▸ Work to be completed
Below are records. Find each line in them that holds the word "identity" and copy it.

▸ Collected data
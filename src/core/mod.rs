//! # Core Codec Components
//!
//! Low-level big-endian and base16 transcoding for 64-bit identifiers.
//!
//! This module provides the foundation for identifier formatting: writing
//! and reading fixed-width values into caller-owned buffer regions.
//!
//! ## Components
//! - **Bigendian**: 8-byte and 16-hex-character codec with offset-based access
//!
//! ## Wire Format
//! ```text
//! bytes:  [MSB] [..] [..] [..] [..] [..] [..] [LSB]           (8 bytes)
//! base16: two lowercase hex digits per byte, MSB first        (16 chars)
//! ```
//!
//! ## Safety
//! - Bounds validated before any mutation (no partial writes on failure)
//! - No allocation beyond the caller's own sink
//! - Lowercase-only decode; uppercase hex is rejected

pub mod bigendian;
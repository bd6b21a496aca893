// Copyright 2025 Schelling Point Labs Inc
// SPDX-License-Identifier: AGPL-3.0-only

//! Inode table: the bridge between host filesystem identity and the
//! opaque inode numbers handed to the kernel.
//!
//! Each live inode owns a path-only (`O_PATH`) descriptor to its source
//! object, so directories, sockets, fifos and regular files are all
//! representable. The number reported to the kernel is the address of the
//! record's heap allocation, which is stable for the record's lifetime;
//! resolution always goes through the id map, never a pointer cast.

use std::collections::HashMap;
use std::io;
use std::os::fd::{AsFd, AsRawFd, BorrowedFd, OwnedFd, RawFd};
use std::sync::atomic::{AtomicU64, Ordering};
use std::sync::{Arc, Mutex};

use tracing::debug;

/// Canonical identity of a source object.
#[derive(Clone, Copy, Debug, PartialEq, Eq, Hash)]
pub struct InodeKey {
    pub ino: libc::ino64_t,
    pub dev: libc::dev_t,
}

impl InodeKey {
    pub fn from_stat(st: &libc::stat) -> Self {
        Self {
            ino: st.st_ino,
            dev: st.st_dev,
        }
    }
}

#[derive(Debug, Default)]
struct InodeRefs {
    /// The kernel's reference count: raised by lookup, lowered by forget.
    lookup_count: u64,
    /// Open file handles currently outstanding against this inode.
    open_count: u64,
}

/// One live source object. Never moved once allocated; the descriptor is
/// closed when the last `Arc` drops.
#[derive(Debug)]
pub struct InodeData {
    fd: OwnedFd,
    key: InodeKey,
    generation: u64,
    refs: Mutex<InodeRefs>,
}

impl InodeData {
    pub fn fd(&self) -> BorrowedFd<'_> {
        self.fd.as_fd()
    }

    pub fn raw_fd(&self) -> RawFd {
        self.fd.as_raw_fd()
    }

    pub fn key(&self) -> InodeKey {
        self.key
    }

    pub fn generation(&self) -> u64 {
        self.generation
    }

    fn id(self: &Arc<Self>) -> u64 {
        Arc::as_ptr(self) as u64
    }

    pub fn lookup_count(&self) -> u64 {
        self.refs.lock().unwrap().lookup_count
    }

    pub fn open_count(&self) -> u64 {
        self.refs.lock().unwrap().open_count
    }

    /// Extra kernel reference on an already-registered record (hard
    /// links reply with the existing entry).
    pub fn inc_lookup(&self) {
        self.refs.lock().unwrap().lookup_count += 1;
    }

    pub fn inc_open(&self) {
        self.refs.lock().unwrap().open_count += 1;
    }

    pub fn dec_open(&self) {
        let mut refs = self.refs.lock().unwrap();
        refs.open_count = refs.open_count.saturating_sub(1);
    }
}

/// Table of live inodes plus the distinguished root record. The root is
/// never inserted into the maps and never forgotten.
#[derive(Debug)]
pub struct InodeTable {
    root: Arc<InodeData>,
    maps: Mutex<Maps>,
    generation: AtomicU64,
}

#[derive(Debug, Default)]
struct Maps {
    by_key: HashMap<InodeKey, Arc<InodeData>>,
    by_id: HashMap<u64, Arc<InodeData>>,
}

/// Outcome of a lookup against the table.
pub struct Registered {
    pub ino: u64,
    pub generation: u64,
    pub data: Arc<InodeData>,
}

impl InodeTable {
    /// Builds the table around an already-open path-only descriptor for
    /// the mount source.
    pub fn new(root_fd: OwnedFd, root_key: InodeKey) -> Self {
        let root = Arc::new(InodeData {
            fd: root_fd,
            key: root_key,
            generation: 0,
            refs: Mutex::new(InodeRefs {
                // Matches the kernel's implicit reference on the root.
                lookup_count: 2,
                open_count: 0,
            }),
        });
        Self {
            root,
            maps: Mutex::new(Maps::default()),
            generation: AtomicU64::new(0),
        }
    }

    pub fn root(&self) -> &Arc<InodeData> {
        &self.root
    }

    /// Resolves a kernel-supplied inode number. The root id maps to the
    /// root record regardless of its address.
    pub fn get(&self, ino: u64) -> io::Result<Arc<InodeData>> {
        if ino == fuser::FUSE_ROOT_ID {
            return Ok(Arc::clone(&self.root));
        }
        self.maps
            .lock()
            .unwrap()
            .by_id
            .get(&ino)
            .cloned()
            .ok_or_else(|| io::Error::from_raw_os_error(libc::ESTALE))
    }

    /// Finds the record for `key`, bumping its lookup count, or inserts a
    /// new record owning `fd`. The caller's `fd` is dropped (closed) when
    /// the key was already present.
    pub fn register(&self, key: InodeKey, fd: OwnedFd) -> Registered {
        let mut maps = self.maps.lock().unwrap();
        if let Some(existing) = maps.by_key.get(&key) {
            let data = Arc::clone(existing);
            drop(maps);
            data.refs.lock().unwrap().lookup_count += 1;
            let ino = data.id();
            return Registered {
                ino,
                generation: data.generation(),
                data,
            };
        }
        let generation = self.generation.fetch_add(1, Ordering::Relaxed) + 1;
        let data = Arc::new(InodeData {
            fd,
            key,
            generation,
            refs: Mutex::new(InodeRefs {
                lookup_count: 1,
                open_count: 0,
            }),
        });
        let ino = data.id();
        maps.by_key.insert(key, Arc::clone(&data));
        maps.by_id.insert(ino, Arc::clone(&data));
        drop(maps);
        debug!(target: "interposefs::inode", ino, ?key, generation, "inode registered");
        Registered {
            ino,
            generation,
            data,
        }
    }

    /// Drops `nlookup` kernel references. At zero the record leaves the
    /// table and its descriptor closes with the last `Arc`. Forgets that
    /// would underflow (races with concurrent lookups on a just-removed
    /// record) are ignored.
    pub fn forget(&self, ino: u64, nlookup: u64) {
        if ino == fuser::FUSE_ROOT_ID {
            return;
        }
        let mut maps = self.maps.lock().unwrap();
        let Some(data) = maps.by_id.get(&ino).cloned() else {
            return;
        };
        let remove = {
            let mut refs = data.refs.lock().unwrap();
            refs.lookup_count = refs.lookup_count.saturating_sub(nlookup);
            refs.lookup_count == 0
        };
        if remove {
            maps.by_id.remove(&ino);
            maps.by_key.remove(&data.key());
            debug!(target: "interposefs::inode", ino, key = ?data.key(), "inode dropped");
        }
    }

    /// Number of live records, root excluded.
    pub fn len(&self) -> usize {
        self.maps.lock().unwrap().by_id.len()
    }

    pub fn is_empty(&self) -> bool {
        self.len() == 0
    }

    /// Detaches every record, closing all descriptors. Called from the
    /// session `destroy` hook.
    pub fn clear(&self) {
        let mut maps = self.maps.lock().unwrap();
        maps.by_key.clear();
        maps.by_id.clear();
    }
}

▸ Written response
//! Inode table: the bridge between host filesystem identity and the
/// Canonical identity of a source object.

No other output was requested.